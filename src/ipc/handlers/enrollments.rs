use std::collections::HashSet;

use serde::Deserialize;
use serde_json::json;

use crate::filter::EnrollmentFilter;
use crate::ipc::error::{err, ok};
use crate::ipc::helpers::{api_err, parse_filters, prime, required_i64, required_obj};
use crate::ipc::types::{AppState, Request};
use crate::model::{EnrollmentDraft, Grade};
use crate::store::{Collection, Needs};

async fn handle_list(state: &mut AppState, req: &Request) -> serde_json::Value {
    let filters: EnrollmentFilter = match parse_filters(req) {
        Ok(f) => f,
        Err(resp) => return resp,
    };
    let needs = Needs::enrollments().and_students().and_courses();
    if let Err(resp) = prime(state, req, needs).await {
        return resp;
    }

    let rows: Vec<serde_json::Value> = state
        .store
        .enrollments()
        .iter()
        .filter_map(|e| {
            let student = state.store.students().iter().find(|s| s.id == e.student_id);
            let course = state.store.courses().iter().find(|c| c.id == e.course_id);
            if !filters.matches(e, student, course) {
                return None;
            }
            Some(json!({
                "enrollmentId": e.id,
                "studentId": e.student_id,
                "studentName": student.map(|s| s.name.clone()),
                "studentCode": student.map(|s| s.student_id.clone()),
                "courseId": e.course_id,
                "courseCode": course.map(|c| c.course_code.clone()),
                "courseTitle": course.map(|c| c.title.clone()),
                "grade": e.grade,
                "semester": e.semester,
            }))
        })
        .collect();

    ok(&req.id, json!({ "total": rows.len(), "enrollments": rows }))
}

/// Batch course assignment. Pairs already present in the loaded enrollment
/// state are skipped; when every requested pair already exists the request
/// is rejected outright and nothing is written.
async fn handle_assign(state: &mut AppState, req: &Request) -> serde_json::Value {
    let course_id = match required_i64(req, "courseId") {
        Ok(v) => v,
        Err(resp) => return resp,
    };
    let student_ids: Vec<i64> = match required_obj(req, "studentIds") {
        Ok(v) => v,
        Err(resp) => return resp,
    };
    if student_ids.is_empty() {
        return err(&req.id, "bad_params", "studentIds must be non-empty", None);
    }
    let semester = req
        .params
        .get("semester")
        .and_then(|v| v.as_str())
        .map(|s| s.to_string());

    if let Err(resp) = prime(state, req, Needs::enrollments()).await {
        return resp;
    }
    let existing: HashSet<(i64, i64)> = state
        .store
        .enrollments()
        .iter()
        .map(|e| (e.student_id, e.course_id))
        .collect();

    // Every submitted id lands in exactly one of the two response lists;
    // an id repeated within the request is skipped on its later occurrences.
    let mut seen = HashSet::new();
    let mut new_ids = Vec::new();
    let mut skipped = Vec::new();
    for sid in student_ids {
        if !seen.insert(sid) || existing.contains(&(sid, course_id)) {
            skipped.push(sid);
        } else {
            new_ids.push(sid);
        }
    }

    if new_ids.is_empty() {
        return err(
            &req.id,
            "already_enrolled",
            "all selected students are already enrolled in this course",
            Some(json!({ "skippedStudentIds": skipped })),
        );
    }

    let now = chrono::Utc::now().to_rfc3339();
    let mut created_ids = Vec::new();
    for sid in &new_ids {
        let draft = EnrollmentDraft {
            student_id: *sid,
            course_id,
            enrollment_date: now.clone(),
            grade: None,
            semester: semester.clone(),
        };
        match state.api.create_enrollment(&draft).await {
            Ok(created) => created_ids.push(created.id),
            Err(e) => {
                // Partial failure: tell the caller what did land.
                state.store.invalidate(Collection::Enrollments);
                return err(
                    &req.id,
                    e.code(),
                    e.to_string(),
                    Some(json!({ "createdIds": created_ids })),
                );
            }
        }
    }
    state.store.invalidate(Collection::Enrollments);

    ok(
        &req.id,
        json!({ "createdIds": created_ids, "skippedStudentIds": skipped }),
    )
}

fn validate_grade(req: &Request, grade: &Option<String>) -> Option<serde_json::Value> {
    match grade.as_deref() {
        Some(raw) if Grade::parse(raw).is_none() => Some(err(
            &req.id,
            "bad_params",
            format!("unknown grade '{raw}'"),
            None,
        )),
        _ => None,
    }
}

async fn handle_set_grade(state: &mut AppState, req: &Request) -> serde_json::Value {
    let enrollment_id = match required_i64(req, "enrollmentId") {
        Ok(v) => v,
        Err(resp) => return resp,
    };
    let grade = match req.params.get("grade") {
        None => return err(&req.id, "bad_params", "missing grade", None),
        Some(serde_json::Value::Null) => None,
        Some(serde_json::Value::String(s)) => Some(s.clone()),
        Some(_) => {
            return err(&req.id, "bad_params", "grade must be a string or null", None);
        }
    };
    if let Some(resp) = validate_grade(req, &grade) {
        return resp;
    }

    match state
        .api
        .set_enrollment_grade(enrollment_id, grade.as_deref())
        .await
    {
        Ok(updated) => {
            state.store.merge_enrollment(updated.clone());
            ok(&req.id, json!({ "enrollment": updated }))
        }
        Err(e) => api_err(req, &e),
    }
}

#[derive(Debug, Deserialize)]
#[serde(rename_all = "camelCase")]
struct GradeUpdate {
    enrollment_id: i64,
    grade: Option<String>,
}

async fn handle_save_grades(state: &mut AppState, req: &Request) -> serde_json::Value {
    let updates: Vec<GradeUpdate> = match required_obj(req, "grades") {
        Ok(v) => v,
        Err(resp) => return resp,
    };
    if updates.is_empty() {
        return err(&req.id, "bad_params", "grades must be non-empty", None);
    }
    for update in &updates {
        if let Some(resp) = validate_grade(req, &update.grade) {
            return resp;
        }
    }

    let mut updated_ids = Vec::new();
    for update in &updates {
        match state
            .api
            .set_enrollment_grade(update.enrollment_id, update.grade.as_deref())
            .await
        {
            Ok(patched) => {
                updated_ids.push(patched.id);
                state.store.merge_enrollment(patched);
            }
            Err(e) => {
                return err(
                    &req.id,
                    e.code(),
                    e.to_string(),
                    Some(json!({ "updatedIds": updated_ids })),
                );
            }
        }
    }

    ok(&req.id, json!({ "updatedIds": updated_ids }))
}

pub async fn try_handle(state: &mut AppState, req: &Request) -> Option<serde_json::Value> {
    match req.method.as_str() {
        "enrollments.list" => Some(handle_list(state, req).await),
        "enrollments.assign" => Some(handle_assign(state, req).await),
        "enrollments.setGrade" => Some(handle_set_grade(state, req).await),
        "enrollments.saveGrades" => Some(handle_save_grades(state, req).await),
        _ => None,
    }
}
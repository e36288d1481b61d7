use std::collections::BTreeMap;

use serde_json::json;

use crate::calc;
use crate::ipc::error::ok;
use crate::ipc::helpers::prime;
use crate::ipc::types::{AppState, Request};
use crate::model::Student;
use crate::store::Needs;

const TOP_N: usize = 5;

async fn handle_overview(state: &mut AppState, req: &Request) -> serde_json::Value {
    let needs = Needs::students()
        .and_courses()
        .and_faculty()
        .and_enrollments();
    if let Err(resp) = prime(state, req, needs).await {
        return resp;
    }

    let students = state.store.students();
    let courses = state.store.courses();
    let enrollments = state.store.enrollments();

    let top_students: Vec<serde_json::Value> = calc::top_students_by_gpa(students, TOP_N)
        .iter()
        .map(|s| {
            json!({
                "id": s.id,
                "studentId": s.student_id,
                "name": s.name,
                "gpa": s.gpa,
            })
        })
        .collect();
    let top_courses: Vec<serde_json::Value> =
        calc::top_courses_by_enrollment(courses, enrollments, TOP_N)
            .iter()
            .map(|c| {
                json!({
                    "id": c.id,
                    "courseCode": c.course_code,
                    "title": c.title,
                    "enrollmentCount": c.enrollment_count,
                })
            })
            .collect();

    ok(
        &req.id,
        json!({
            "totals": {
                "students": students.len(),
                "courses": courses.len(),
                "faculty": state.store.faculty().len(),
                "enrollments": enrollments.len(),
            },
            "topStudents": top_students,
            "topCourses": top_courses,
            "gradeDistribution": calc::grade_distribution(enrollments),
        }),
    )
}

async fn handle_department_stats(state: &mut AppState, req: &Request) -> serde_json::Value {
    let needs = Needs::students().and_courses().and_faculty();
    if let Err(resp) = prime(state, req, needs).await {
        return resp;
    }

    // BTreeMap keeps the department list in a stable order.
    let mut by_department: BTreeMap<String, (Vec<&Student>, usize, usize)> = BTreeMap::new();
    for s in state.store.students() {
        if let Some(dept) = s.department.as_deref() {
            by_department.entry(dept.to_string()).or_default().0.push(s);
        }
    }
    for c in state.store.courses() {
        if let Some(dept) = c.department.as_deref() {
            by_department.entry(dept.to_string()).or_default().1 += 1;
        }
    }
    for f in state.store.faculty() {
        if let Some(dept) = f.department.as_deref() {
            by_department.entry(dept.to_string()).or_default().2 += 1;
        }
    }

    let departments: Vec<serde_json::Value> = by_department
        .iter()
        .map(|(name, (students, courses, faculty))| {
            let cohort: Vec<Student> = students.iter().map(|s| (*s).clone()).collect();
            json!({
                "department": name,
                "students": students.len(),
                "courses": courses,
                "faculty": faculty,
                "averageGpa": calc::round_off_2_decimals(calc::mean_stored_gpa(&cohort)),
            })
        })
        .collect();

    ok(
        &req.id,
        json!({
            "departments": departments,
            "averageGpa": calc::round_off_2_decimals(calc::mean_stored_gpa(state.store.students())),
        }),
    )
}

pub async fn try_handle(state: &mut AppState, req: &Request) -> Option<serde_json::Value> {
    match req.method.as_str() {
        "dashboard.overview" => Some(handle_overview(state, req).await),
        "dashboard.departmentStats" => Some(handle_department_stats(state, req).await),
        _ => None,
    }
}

────

Retype exactly the lines from the first line of the records above through the line containing "let rows: Vec<serde_json::Value> = state", both included, and nothing else.

• [Response]:
filename src/ipc/handlers/enrollments.rs
use std::collections::HashSet;

use serde::Deserialize;
use serde_json::json;

use crate::filter::EnrollmentFilter;
use crate::ipc::error::{err, ok};
use crate::ipc::helpers::{api_err, parse_filters, prime, required_i64, required_obj};
use crate::ipc::types::{AppState, Request};
use crate::model::{EnrollmentDraft, Grade};
use crate::store::{Collection, Needs};

async fn handle_list(state: &mut AppState, req: &Request) -> serde_json::Value {
    let filters: EnrollmentFilter = match parse_filters(req) {
        Ok(f) => f,
        Err(resp) => return resp,
    };
    let needs = Needs::enrollments().and_students().and_courses();
    if let Err(resp) = prime(state, req, needs).await {
        return resp;
    }

    let rows: Vec<serde_json::Value> = state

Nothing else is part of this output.